Activity. Some lines in the material below hold the word "CaptureStore". Copy all of them.
[Opening Source material section]
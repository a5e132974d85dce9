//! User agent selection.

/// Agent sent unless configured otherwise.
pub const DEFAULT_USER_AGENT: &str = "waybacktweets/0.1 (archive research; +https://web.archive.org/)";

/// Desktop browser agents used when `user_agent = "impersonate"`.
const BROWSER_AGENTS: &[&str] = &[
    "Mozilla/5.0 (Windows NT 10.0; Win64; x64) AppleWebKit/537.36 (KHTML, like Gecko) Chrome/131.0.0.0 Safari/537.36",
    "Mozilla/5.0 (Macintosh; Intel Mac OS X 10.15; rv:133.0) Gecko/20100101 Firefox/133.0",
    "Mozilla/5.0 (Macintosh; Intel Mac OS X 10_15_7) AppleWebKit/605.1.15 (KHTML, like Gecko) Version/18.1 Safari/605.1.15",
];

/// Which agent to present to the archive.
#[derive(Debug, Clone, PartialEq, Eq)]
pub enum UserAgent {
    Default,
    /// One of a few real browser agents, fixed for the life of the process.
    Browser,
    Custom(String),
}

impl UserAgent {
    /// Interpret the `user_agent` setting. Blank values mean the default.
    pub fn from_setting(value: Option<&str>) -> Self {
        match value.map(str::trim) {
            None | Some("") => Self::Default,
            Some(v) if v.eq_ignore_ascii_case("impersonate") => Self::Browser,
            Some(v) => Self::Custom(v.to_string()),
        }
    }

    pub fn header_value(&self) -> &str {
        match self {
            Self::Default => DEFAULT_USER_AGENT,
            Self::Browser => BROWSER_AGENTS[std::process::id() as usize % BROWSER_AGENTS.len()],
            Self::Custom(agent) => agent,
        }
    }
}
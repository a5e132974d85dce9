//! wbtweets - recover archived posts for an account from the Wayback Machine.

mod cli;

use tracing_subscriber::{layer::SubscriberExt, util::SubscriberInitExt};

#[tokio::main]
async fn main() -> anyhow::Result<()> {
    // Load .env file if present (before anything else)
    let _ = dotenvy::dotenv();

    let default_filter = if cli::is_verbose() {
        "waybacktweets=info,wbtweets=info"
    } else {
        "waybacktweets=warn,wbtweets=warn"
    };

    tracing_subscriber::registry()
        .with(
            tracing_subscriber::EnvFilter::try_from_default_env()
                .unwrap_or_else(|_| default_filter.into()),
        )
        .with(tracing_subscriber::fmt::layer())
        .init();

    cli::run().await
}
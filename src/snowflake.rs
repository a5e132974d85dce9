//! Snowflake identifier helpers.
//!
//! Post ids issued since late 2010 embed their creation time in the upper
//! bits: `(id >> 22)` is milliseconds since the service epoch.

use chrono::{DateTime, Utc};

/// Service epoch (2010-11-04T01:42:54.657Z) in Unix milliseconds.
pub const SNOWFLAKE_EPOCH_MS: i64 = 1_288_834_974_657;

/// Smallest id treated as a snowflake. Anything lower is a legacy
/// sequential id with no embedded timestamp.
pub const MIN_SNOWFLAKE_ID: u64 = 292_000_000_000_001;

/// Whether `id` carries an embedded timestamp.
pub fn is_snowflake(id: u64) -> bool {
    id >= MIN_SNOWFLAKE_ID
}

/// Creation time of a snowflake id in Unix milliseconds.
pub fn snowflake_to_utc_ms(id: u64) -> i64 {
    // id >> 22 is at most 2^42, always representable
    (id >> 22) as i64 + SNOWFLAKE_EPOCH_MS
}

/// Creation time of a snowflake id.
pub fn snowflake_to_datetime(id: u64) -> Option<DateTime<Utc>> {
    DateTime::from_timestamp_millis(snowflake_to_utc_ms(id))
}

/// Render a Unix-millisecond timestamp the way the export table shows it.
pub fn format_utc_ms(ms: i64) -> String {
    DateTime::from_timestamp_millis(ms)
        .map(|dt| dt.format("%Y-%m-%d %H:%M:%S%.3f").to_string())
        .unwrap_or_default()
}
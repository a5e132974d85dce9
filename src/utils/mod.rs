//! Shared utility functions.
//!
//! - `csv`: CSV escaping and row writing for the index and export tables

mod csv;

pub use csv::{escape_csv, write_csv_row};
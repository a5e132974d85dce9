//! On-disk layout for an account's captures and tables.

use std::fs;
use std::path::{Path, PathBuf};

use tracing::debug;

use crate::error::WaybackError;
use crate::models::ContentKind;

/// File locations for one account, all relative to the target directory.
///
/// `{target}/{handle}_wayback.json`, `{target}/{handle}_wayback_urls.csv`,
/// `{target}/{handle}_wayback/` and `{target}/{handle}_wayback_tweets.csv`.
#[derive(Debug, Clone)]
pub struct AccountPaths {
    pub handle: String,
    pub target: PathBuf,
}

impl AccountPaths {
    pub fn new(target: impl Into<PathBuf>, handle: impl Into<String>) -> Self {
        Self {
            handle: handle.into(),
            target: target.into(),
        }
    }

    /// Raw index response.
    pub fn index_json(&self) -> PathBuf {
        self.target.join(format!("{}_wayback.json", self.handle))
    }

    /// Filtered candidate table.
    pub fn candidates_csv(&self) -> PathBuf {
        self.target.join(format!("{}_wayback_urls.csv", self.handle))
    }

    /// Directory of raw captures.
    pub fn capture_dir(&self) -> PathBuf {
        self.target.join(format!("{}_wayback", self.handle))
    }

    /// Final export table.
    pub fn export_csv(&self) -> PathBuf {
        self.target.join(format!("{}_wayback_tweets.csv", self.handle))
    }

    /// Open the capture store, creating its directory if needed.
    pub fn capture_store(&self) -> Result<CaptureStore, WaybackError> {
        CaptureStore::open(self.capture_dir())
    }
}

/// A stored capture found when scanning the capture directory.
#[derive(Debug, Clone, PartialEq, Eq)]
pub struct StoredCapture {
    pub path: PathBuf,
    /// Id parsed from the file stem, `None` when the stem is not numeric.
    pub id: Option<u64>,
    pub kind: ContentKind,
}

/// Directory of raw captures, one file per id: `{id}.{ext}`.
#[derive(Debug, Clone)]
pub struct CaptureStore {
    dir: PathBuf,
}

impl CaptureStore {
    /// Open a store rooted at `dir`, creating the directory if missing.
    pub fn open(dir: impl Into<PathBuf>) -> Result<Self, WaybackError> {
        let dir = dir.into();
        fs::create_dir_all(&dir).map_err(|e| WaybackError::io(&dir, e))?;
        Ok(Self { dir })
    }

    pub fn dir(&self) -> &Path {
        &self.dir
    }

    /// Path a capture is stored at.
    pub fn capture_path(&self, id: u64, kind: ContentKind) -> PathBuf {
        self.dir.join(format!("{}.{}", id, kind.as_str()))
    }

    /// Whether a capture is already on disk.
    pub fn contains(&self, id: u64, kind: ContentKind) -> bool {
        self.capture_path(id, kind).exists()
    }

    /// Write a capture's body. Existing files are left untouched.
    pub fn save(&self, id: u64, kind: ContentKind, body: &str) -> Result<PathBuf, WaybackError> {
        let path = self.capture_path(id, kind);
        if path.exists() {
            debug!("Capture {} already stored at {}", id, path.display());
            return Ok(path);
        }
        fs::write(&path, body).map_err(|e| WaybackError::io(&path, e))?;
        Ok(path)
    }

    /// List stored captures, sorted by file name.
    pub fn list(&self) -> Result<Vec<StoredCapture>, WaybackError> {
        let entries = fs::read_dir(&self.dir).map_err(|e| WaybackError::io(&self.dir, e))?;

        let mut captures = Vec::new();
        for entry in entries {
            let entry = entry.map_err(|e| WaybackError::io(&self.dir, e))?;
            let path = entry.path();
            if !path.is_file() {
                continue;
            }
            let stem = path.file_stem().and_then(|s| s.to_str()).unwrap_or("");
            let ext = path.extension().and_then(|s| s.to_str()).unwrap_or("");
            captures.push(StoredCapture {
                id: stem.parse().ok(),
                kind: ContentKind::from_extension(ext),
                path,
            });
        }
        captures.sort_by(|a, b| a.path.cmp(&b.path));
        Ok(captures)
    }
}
[Closing Source material section]
Answer to the exercise.
    pub fn capture_store(&self) -> Result<CaptureStore, WaybackError> {
        CaptureStore::open(self.capture_dir())
pub struct CaptureStore {
impl CaptureStore {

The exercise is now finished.